In the NBA each player can commit five fouls before getting kicked out of the game for good on the sixth. A team cannot get kicked out of a gave for fouling too many times (although Chuck Klosterman wrote a great story about a team winning with only three players left at the end of the game) but there are consequences for fouling a lot. We’ll get to what these consequences are in a second, but first we have to quickly define a few different types of fouls.

  1. An offensive foul is when someone whose team has the ball does something against the rules to a player whose team does not have the ball.
  2. A defensive foul is when someone whose team doesn’t have the ball does something illegal to someone whose team does have the ball.
  3. A shooting foul is a type of defensive foul that happens when someone does something illegal to a player who is in the act of shooting the basketball.
  4. A non-shooting foul is… well, you know, all the other defensive fouls that aren’t shooting ones.
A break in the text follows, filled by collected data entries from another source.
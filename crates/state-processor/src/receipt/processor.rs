use std::thread::{self, JoinHandle};

use alloy_primitives::{Bloom, Log};
use crossbeam_channel::Sender;
use tracing::trace;

use crate::{constants::LOG_TARGET, logs_bloom, Receipt};

/// Errors raised by a receipt post-processor.
#[derive(Debug, thiserror::Error)]
pub enum PostProcessError {
    /// The background worker could not be started.
    #[error("failed to spawn receipt worker: {0}")]
    Spawn(#[from] std::io::Error),
    /// The background worker panicked before finishing its work.
    #[error("receipt worker panicked")]
    WorkerPanicked,
    /// The worker produced a different number of results than receipts were submitted.
    #[error("receipt worker returned {produced} results for {submitted} receipts")]
    Incomplete {
        /// Receipts submitted.
        submitted: usize,
        /// Results produced.
        produced: usize,
    },
}

/// Derives the bloom of one receipt's logs.
pub type BloomFn = fn(&[Log]) -> Bloom;

fn receipt_bloom(logs: &[Log]) -> Bloom {
    logs_bloom(logs)
}

/// A hook invoked on every finished receipt before it is handed back to the caller.
pub trait ReceiptProcessor {
    /// Processes one finished receipt.
    fn apply(&mut self, receipt: &mut Receipt);
}

impl<T: ReceiptProcessor + ?Sized> ReceiptProcessor for &mut T {
    fn apply(&mut self, receipt: &mut Receipt) {
        (**self).apply(receipt)
    }
}

/// Computes the receipt bloom inline.
#[derive(Debug, Clone, Copy, Default)]
pub struct ReceiptBloomGenerator;

impl ReceiptProcessor for ReceiptBloomGenerator {
    fn apply(&mut self, receipt: &mut Receipt) {
        receipt.bloom = logs_bloom(receipt.raw_logs());
    }
}

/// Computes receipt blooms on a background worker thread.
///
/// Every [`ReceiptProcessor::apply`] call hands the receipt's logs to the worker.
/// [`Self::close`] is the barrier: it waits until all submitted receipts are processed and
/// returns their blooms in submission order. Dropping the generator without closing it performs
/// the same wait and discards the results, so the worker never outlives its owner.
#[derive(Debug)]
pub struct AsyncReceiptBloomGenerator {
    sender: Option<Sender<Vec<Log>>>,
    worker: Option<JoinHandle<Vec<Bloom>>>,
    submitted: usize,
}

impl AsyncReceiptBloomGenerator {
    /// Spawns the worker. `expected` sizes the result buffer.
    pub fn new(expected: usize) -> Result<Self, PostProcessError> {
        Self::with_bloom_fn(expected, receipt_bloom)
    }

    /// Spawns a worker deriving every bloom with `bloom`.
    pub fn with_bloom_fn(expected: usize, bloom: BloomFn) -> Result<Self, PostProcessError> {
        let (sender, receiver) = crossbeam_channel::unbounded::<Vec<Log>>();
        let worker = thread::Builder::new().name("receipt-bloom".to_string()).spawn(move || {
            let mut blooms = Vec::with_capacity(expected);
            for logs in receiver {
                blooms.push(bloom(&logs));
            }
            blooms
        })?;
        Ok(Self { sender: Some(sender), worker: Some(worker), submitted: 0 })
    }

    /// Number of receipts submitted so far.
    pub const fn submitted(&self) -> usize {
        self.submitted
    }

    /// Waits for the worker to drain and returns one bloom per submitted receipt, in submission
    /// order.
    pub fn close(mut self) -> Result<Vec<Bloom>, PostProcessError> {
        let blooms = self.join()?;
        if blooms.len() != self.submitted {
            return Err(PostProcessError::Incomplete {
                submitted: self.submitted,
                produced: blooms.len(),
            });
        }
        trace!(target: LOG_TARGET, receipts = blooms.len(), "Receipt blooms generated");
        Ok(blooms)
    }

    fn join(&mut self) -> Result<Vec<Bloom>, PostProcessError> {
        // Closing the channel ends the worker loop.
        self.sender.take();
        match self.worker.take() {
            Some(worker) => worker.join().map_err(|_| PostProcessError::WorkerPanicked),
            None => Ok(Vec::new()),
        }
    }
}

impl ReceiptProcessor for AsyncReceiptBloomGenerator {
    fn apply(&mut self, receipt: &mut Receipt) {
        self.submitted += 1;
        if let Some(sender) = &self.sender {
            // A send only fails once the worker is gone, which `close` reports.
            let _ = sender.send(receipt.raw_logs().cloned().collect());
        }
    }
}

impl Drop for AsyncReceiptBloomGenerator {
    fn drop(&mut self) {
        let _ = self.join();
    }
}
Only defensive fouls count towards the team total. The count of team fouls resets to zero at the start of each quarter. On fouls one through five the player who is fouled will shoot two free-throws only if the foul was a shooting foul. After the fifth foul, from foul six until the end of the quarter, the player who is fouled shoots two free-throws for any defensive foul — no matter if they were shooting or not when fouled. This state of being for a team is called “the bonus.”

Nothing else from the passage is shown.